### Material to process
··········

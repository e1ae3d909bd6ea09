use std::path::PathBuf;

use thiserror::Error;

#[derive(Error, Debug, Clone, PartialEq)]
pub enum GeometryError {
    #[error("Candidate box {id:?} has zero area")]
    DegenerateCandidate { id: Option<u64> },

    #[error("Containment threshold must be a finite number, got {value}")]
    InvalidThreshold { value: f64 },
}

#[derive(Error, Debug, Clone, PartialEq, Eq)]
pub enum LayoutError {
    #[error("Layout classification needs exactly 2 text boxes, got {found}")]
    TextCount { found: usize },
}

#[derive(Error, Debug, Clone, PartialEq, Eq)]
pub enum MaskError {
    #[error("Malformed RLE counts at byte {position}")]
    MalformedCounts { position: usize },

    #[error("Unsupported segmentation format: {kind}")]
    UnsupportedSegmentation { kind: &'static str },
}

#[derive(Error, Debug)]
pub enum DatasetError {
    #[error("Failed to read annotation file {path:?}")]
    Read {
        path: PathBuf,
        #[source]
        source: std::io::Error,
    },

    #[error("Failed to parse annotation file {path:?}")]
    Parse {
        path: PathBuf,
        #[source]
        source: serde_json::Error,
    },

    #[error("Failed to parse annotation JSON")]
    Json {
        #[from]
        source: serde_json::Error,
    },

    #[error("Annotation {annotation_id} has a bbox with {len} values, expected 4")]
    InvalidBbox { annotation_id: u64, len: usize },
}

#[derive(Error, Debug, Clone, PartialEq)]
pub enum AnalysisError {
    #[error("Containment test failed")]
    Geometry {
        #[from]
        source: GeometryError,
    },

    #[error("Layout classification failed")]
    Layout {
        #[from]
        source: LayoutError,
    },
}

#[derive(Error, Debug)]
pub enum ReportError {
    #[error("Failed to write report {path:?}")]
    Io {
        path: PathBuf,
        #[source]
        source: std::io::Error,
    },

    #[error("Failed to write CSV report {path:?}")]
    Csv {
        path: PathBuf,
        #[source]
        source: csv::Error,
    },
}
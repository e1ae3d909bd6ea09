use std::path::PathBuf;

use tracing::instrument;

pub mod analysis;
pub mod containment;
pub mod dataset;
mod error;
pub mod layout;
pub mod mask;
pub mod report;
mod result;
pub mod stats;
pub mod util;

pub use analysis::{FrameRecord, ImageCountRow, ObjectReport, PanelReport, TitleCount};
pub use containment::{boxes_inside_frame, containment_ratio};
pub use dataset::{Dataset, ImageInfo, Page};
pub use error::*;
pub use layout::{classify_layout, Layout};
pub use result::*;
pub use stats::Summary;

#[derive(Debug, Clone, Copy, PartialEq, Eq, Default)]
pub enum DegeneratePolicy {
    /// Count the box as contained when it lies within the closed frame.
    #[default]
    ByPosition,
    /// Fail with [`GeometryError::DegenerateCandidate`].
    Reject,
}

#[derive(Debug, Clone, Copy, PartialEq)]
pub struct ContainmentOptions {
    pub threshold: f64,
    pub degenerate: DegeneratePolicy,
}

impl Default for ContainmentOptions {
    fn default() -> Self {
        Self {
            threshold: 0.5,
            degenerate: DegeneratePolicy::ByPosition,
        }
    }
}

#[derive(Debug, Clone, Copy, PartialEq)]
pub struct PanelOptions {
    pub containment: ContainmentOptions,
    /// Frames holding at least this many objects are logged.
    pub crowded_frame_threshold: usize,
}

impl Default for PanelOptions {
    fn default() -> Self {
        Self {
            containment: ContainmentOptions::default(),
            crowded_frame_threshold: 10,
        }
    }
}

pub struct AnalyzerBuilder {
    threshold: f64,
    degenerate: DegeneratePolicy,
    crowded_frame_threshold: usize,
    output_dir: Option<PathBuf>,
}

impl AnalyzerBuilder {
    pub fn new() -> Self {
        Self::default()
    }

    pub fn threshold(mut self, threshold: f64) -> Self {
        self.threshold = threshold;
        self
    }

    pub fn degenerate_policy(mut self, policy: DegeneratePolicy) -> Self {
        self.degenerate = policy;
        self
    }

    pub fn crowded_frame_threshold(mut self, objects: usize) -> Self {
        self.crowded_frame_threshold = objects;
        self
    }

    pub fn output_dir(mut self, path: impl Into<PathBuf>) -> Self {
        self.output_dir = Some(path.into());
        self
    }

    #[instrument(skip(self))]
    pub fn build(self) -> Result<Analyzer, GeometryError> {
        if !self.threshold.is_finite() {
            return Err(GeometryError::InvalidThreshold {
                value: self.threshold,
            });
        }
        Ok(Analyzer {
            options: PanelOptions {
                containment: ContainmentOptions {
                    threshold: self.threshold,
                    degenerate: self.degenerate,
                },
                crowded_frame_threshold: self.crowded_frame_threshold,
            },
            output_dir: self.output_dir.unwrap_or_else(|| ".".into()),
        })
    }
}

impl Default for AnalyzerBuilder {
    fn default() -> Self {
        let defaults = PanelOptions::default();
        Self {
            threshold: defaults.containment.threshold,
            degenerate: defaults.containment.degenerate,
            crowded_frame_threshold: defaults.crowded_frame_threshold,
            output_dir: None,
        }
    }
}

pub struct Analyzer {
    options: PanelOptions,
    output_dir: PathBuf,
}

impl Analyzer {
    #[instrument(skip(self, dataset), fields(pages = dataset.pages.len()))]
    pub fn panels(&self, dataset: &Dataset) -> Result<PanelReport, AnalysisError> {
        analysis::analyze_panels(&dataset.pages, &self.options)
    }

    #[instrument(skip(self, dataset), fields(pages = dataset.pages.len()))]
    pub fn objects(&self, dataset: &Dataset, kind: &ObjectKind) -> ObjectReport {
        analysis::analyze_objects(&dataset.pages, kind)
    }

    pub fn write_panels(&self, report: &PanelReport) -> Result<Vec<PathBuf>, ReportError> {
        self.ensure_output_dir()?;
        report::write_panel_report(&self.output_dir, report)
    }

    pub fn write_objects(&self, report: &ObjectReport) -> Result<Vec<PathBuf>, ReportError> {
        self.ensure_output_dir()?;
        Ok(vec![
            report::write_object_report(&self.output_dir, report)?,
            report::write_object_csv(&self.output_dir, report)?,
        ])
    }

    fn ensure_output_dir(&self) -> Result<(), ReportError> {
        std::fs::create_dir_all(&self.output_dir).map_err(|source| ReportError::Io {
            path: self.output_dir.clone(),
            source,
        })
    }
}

··········

### What is being asked
Each line above should appear again, reproduced exactly.

### Expected answer
repository e1ae3d909bd6ea09
use std::path::PathBuf;

use thiserror::Error;

#[derive(Error, Debug, Clone, PartialEq)]
pub enum GeometryError {
    #[error("Candidate box {id:?} has zero area")]
    DegenerateCandidate { id: Option<u64> },

    #[error("Containment threshold must be a finite number, got {value}")]
    InvalidThreshold { value: f64 },
}

#[derive(Error, Debug, Clone, PartialEq, Eq)]
pub enum LayoutError {
    #[error("Layout classification needs exactly 2 text boxes, got {found}")]
    TextCount { found: usize },
}

#[derive(Error, Debug, Clone, PartialEq, Eq)]
pub enum MaskError {
    #[error("Malformed RLE counts at byte {position}")]
    MalformedCounts { position: usize },

    #[error("Unsupported segmentation format: {kind}")]
    UnsupportedSegmentation { kind: &'static str },
}

#[derive(Error, Debug)]
pub enum DatasetError {
    #[error("Failed to read annotation file {path:?}")]
    Read {
        path: PathBuf,
        #[source]
        source: std::io::Error,
    },

    #[error("Failed to parse annotation file {path:?}")]
    Parse {
        path: PathBuf,
        #[source]
        source: serde_json::Error,
    },

    #[error("Failed to parse annotation JSON")]
    Json {
        #[from]
        source: serde_json::Error,
    },

    #[error("Annotation {annotation_id} has a bbox with {len} values, expected 4")]
    InvalidBbox { annotation_id: u64, len: usize },
}

#[derive(Error, Debug, Clone, PartialEq)]
pub enum AnalysisError {
    #[error("Containment test failed")]
    Geometry {
        #[from]
        source: GeometryError,
    },

    #[error("Layout classification failed")]
    Layout {
        #[from]
        source: LayoutError,
    },
}

#[derive(Error, Debug)]
pub enum ReportError {
    #[error("Failed to write report {path:?}")]
    Io {
        path: PathBuf,
        #[source]
        source: std::io::Error,
    },

    #[error("Failed to write CSV report {path:?}")]
    Csv {
        path: PathBuf,
        #[source]
        source: csv::Error,
    },
}
repository e1ae3d909bd6ea09
use std::path::PathBuf;

use tracing::instrument;

pub mod analysis;
pub mod containment;
pub mod dataset;
mod error;
pub mod layout;
pub mod mask;
pub mod report;
mod result;
pub mod stats;
pub mod util;

pub use analysis::{FrameRecord, ImageCountRow, ObjectReport, PanelReport, TitleCount};
pub use containment::{boxes_inside_frame, containment_ratio};
pub use dataset::{Dataset, ImageInfo, Page};
pub use error::*;
pub use layout::{classify_layout, Layout};
pub use result::*;
pub use stats::Summary;

#[derive(Debug, Clone, Copy, PartialEq, Eq, Default)]
pub enum DegeneratePolicy {
    /// Count the box as contained when it lies within the closed frame.
    #[default]
    ByPosition,
    /// Fail with [`GeometryError::DegenerateCandidate`].
    Reject,
}

#[derive(Debug, Clone, Copy, PartialEq)]
pub struct ContainmentOptions {
    pub threshold: f64,
    pub degenerate: DegeneratePolicy,
}

impl Default for ContainmentOptions {
    fn default() -> Self {
        Self {
            threshold: 0.5,
            degenerate: DegeneratePolicy::ByPosition,
        }
    }
}

#[derive(Debug, Clone, Copy, PartialEq)]
pub struct PanelOptions {
    pub containment: ContainmentOptions,
    /// Frames holding at least this many objects are logged.
    pub crowded_frame_threshold: usize,
}

impl Default for PanelOptions {
    fn default() -> Self {
        Self {
            containment: ContainmentOptions::default(),
            crowded_frame_threshold: 10,
        }
    }
}

pub struct AnalyzerBuilder {
    threshold: f64,
    degenerate: DegeneratePolicy,
    crowded_frame_threshold: usize,
    output_dir: Option<PathBuf>,
}

impl AnalyzerBuilder {
    pub fn new() -> Self {
        Self::default()
    }

    pub fn threshold(mut self, threshold: f64) -> Self {
        self.threshold = threshold;
        self
    }

    pub fn degenerate_policy(mut self, policy: DegeneratePolicy) -> Self {
        self.degenerate = policy;
        self
    }

    pub fn crowded_frame_threshold(mut self, objects: usize) -> Self {
        self.crowded_frame_threshold = objects;
        self
    }

    pub fn output_dir(mut self, path: impl Into<PathBuf>) -> Self {
        self.output_dir = Some(path.into());
        self
    }

    #[instrument(skip(self))]
    pub fn build(self) -> Result<Analyzer, GeometryError> {
        if !self.threshold.is_finite() {
            return Err(GeometryError::InvalidThreshold {
                value: self.threshold,
            });
        }
        Ok(Analyzer {
            options: PanelOptions {
                containment: ContainmentOptions {
                    threshold: self.threshold,
                    degenerate: self.degenerate,
                },
                crowded_frame_threshold: self.crowded_frame_threshold,
            },
            output_dir: self.output_dir.unwrap_or_else(|| ".".into()),
        })
    }
}

impl Default for AnalyzerBuilder {
    fn default() -> Self {
        let defaults = PanelOptions::default();
        Self {
            threshold: defaults.containment.threshold,
            degenerate: defaults.containment.degenerate,
            crowded_frame_threshold: defaults.crowded_frame_threshold,
            output_dir: None,
        }
    }
}

pub struct Analyzer {
    options: PanelOptions,
    output_dir: PathBuf,
}

impl Analyzer {
    #[instrument(skip(self, dataset), fields(pages = dataset.pages.len()))]
    pub fn panels(&self, dataset: &Dataset) -> Result<PanelReport, AnalysisError> {
        analysis::analyze_panels(&dataset.pages, &self.options)
    }

    #[instrument(skip(self, dataset), fields(pages = dataset.pages.len()))]
    pub fn objects(&self, dataset: &Dataset, kind: &ObjectKind) -> ObjectReport {
        analysis::analyze_objects(&dataset.pages, kind)
    }

    pub fn write_panels(&self, report: &PanelReport) -> Result<Vec<PathBuf>, ReportError> {
        self.ensure_output_dir()?;
        report::write_panel_report(&self.output_dir, report)
    }

    pub fn write_objects(&self, report: &ObjectReport) -> Result<Vec<PathBuf>, ReportError> {
        self.ensure_output_dir()?;
        Ok(vec![
            report::write_object_report(&self.output_dir, report)?,
            report::write_object_csv(&self.output_dir, report)?,
        ])
    }

    fn ensure_output_dir(&self) -> Result<(), ReportError> {
        std::fs::create_dir_all(&self.output_dir).map_err(|source| ReportError::Io {
            path: self.output_dir.clone(),
            source,
        })
    }
}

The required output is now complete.